I think there are probably a gazillion reasons for refusal besides PA. 

It can be extreme egocentrism, where the person truly believes that they are the yardstick against which the rest of humanity is judged as, "Normal" or "Abnormal."


----------



## jb02157 (Apr 16, 2014)

It can be P/A but I think alot of it is just using it to get what they want or just plain liking the role of being a refuser. They are people who like the feeling of control they get from being a refuser.


----------



## badsanta (Oct 13, 2014)

Woodchuck said:


> Doing some research on P/A behavior I couldn't help but see the similarity between P/A behavior patterns and people who chronically refuse sex....


 @Woodchuck I've been doing some research on munchausen syndrome by proxy and find a very similar link between those type of people and you. 

Perhaps your wife is not passive aggressive, you just like to accuse her of being sick so that you can enjoy her needing you to care for her. 

Cheers, 
Badsanta


PS: Don't feel alone, I have it too! Just realize it is not your fault and let me help you!


----------



## Catherine602 (Oct 14, 2010)

A label won't help with a successful solution.
_Posted via Mobile Device_


----------



## richardsharpe (Jul 8, 2014)

Good evening
Some people just don't seem to have a strong sex drive, not clear why.
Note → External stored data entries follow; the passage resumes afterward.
//! History grouping
//!
//! Turns a flat transaction list into date sections for display. Sections
//! are keyed by the exact date label and ordered newest date first; inside a
//! section the input order is kept, which for ledger lists means newest
//! added first.

use std::collections::HashMap;

use chrono::NaiveDate;
use serde::Serialize;

use crate::models::{Money, Transaction};

/// Transactions sharing one date label
#[derive(Debug, Clone, PartialEq, Eq, Serialize)]
pub struct HistoryGroup<'a> {
    /// The shared label, e.g. `2025/01/15(水)`
    pub label: &'a str,
    /// Calendar date the section sorts by
    pub date: NaiveDate,
    /// Members in input order
    pub items: Vec<&'a Transaction>,
}

impl HistoryGroup<'_> {
    /// Sum of the section
    pub fn total(&self) -> Money {
        self.items.iter().map(|txn| txn.amount()).sum()
    }

    /// Number of transactions in the section
    pub fn len(&self) -> usize {
        self.items.len()
    }

    /// Always false for sections built by [`group_by_date`]
    pub fn is_empty(&self) -> bool {
        self.items.is_empty()
    }
}

/// Group transactions by date label, newest date first
///
/// Returns `None` for an empty list: there is nothing to render. Two
/// transactions share a section only when their labels are identical.
/// Sections sort by the date of their first member; labels are derived from
/// dates, so every member shares it. The sort is stable, so ties keep
/// first-seen order.
pub fn group_by_date(transactions: &[Transaction]) -> Option<Vec<HistoryGroup<'_>>> {
    if transactions.is_empty() {
        return None;
    }

    let mut groups: Vec<HistoryGroup<'_>> = Vec::new();
    let mut by_label: HashMap<&str, usize> = HashMap::new();

    for txn in transactions {
        match by_label.get(txn.timestamp()).copied() {
            Some(index) => groups[index].items.push(txn),
            None => {
                by_label.insert(txn.timestamp(), groups.len());
                groups.push(HistoryGroup {
                    label: txn.timestamp(),
                    date: txn.date(),
                    items: vec![txn],
                });
            }
        }
    }

    groups.sort_by(|a, b| b.date.cmp(&a.date));
    Some(groups)
}

#[cfg(test)]
mod tests {
    use super::*;
    use crate::format::date::parse_label_date;
    use crate::services::LedgerStore;

    fn txn(amount: i64, y: i32, m: u32, d: u32) -> Transaction {
        Transaction::new(
            Money::from_yen(amount),
            NaiveDate::from_ymd_opt(y, m, d).unwrap(),
        )
    }

    #[test]
    fn test_empty_list_renders_nothing() {
        assert!(group_by_date(&[]).is_none());
    }

    #[test]
    fn test_groups_same_day_and_orders_descending() {
        let items = vec![
            txn(1500, 2025, 1, 15),
            txn(800, 2025, 1, 15),
            txn(2000, 2025, 1, 14),
        ];

        let groups = group_by_date(&items).unwrap();

        assert_eq!(groups.len(), 2);
        assert_eq!(groups[0].label, "2025/01/15(水)");
        assert_eq!(groups[1].label, "2025/01/14(火)");

        let first: Vec<i64> = groups[0].items.iter().map(|t| t.amount().yen()).collect();
        assert_eq!(first, vec![1500, 800]);
        assert_eq!(groups[1].items[0].amount().yen(), 2000);
    }

    #[test]
    fn test_orders_by_date_not_input_position() {
        let items = vec![
            txn(1, 2024, 12, 31),
            txn(2, 2025, 2, 1),
            txn(3, 2025, 1, 10),
            txn(4, 2024, 12, 31),
        ];

        let groups = group_by_date(&items).unwrap();
        let labels: Vec<&str> = groups.iter().map(|g| g.label).collect();

        assert_eq!(
            labels,
            vec!["2025/02/01(土)", "2025/01/10(金)", "2024/12/31(火)"]
        );
        let last: Vec<i64> = groups[2].items.iter().map(|t| t.amount().yen()).collect();
        assert_eq!(last, vec![1, 4]);
    }

    #[test]
    fn test_section_date_matches_label() {
        let items = vec![txn(1, 2025, 3, 9), txn(2, 2024, 2, 29)];
        let groups = group_by_date(&items).unwrap();

        for group in &groups {
            assert_eq!(group.date, group.items[0].date());
            assert_eq!(parse_label_date(group.label), Some(group.date));
        }
    }

    #[test]
    fn test_group_total() {
        let items = vec![txn(1500, 2025, 1, 15), txn(800, 2025, 1, 15)];
        let groups = group_by_date(&items).unwrap();

        assert_eq!(groups[0].total(), Money::from_yen(2300));
        assert_eq!(groups[0].len(), 2);
        assert!(!groups[0].is_empty());
    }

    #[test]
    fn test_store_lists_keep_newest_first_within_group() {
        let mut store = LedgerStore::new();
        store.add_expense(Money::from_yen(100), "2025-01-15").unwrap();
        store.add_expense(Money::from_yen(200), "2025-01-14").unwrap();
        store.add_expense(Money::from_yen(300), "2025-01-15").unwrap();

        let groups = group_by_date(store.expenses()).unwrap();

        assert_eq!(groups[0].label, "2025/01/15(水)");
        let amounts: Vec<i64> = groups[0].items.iter().map(|t| t.amount().yen()).collect();
        assert_eq!(amounts, vec![300, 100]);
        assert_eq!(groups[1].items.len(), 1);
    }
}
I don't think it is active P/A (though it could be in some cases), just the way they are wired. 

That doesn't make it any less miserable for their partners though.


----------



## NoSizeQueen (Sep 9, 2015)

Gator_doc said:


> What if the wife acts like it is a chore and just wants me to be done and off her as soon as possible, and then just as soon as I leave she pulls out "her little friend for some alone time"? It is rare if she allows me to even watch much less take any part. This has been happening off and on for a few years now, but has drastically increased in the last few months. Over a year ago I tried to talk to her about it and she outright lied until I explained how I knew. Then she back peddled came up with really lame excuses. P/A or just plain rejection? Or something else?


Without more info to work with, it sounds like she's not satisfied, and not really comfortable with addressing that with you.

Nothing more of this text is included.